**Work instruction**
Among the records below, find each line containing the word "version" and copy it.

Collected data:
************

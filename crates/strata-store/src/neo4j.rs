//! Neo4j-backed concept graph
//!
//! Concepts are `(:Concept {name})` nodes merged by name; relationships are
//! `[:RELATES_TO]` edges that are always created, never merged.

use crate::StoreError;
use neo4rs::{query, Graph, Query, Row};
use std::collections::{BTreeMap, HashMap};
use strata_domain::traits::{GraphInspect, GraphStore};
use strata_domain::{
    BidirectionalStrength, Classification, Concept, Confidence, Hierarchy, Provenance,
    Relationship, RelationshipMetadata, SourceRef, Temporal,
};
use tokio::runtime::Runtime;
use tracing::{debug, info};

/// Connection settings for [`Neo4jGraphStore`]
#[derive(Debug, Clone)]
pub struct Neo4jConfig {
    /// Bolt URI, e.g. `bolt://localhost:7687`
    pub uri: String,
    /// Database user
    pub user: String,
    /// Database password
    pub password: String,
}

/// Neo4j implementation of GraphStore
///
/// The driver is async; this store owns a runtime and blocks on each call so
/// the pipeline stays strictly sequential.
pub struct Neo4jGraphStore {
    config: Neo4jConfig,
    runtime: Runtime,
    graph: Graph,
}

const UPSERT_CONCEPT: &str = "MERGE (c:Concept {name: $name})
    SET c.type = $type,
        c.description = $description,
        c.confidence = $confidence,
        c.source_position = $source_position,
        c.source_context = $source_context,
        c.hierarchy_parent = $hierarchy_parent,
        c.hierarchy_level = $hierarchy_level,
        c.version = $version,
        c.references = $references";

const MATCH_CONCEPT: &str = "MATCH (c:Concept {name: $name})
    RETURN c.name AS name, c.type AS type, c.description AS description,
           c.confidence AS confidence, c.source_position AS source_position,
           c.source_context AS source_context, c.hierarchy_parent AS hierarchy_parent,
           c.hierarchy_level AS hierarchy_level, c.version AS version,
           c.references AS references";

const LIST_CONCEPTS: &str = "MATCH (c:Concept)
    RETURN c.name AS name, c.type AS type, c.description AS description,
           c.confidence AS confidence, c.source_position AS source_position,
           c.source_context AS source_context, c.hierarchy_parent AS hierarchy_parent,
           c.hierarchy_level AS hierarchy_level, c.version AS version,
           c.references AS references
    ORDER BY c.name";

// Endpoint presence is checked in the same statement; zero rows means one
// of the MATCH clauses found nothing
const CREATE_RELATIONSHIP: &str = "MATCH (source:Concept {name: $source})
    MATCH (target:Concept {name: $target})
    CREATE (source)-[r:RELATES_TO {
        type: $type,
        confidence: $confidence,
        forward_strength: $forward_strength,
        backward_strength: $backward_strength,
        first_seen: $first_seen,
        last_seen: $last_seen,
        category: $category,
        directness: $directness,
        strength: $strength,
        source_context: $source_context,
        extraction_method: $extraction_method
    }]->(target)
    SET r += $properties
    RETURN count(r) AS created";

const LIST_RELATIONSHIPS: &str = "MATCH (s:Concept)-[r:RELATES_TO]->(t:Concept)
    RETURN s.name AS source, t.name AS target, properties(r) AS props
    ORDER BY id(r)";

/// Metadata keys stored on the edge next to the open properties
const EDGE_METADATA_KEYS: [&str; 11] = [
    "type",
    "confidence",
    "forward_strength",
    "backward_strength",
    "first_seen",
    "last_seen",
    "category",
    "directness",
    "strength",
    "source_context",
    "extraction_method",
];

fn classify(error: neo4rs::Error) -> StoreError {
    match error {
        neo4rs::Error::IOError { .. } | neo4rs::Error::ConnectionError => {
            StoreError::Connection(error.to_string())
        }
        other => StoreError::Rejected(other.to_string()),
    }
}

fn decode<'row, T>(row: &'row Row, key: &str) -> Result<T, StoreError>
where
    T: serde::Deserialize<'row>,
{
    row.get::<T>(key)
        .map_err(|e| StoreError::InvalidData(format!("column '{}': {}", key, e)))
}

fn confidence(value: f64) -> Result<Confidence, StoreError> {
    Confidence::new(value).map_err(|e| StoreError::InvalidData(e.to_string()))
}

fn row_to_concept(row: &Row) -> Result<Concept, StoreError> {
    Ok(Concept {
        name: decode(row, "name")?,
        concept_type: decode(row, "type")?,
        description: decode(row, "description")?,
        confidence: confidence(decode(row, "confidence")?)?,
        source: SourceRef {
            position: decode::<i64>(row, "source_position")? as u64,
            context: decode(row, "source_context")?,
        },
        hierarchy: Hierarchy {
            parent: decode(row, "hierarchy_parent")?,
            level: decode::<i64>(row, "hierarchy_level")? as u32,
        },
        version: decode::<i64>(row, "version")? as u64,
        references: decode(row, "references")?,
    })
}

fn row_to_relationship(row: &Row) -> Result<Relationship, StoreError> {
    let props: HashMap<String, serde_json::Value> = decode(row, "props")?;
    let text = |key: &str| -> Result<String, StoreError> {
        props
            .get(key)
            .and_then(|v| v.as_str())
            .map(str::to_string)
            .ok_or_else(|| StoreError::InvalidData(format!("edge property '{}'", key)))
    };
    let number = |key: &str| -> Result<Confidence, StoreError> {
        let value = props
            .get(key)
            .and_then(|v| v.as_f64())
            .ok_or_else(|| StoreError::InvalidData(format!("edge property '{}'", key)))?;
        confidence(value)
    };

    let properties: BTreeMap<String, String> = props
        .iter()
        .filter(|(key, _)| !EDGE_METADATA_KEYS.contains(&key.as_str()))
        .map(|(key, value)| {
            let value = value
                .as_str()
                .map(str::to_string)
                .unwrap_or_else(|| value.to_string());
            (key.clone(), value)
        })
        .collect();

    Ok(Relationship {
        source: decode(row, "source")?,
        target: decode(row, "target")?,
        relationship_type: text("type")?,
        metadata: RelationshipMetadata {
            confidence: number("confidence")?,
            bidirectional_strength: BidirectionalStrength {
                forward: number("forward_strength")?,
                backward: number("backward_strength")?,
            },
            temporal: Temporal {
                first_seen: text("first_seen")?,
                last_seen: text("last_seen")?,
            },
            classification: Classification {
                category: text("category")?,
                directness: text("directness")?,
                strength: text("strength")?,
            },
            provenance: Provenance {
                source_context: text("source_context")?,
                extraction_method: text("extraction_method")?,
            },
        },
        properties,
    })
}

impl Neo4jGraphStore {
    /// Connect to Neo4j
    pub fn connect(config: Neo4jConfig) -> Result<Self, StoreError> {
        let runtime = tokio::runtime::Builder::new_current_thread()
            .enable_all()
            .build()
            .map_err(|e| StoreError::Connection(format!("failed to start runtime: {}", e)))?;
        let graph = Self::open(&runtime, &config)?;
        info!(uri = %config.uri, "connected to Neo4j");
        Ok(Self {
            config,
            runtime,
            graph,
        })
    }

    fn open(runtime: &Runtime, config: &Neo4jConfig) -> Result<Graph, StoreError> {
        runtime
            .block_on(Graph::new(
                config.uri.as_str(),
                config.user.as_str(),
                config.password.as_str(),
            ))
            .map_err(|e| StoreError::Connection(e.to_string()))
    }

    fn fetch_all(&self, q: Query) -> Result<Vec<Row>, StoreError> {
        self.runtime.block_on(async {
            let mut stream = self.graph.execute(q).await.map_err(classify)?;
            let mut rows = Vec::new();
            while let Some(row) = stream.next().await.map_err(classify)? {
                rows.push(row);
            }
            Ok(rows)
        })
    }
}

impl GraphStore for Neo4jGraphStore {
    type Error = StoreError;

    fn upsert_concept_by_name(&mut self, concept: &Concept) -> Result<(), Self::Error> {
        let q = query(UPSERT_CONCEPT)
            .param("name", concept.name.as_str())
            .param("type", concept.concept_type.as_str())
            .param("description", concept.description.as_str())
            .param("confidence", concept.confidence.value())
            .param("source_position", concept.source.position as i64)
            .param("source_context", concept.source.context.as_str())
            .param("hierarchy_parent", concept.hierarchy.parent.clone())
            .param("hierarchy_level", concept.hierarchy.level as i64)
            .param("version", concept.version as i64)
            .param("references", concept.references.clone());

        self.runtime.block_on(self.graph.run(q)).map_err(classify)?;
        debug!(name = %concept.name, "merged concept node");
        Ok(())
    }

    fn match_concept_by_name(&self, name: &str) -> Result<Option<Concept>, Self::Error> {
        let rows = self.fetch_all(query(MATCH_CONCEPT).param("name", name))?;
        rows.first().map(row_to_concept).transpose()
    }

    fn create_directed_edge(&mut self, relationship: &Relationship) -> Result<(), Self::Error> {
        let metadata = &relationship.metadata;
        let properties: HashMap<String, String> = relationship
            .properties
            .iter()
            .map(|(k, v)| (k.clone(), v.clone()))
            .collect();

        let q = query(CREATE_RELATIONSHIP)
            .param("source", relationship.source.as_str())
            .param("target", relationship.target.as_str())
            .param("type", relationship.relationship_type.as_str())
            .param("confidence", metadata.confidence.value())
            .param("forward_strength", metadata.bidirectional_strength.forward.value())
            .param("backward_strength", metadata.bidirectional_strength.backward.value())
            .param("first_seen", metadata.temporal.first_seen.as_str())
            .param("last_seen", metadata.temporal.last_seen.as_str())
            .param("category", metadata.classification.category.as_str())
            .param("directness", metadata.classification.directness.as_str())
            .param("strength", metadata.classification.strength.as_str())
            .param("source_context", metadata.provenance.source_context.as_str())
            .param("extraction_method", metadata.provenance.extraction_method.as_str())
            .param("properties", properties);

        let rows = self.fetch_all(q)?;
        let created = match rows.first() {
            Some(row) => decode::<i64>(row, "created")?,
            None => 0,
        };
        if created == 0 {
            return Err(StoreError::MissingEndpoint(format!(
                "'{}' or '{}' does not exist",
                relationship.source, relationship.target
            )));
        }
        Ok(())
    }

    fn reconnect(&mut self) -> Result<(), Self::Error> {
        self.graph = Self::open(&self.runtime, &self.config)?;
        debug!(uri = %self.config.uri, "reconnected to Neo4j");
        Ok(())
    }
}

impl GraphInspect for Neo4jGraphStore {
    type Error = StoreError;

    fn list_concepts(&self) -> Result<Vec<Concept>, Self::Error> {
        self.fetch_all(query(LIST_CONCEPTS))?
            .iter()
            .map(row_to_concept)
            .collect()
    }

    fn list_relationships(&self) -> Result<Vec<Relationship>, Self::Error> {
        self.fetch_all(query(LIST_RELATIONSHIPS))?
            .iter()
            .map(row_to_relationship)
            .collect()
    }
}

************

**Exercise answer**
        c.version = $version,
           c.hierarchy_level AS hierarchy_level, c.version AS version,
           c.hierarchy_level AS hierarchy_level, c.version AS version,
        version: decode::<i64>(row, "version")? as u64,
            .param("version", concept.version as i64)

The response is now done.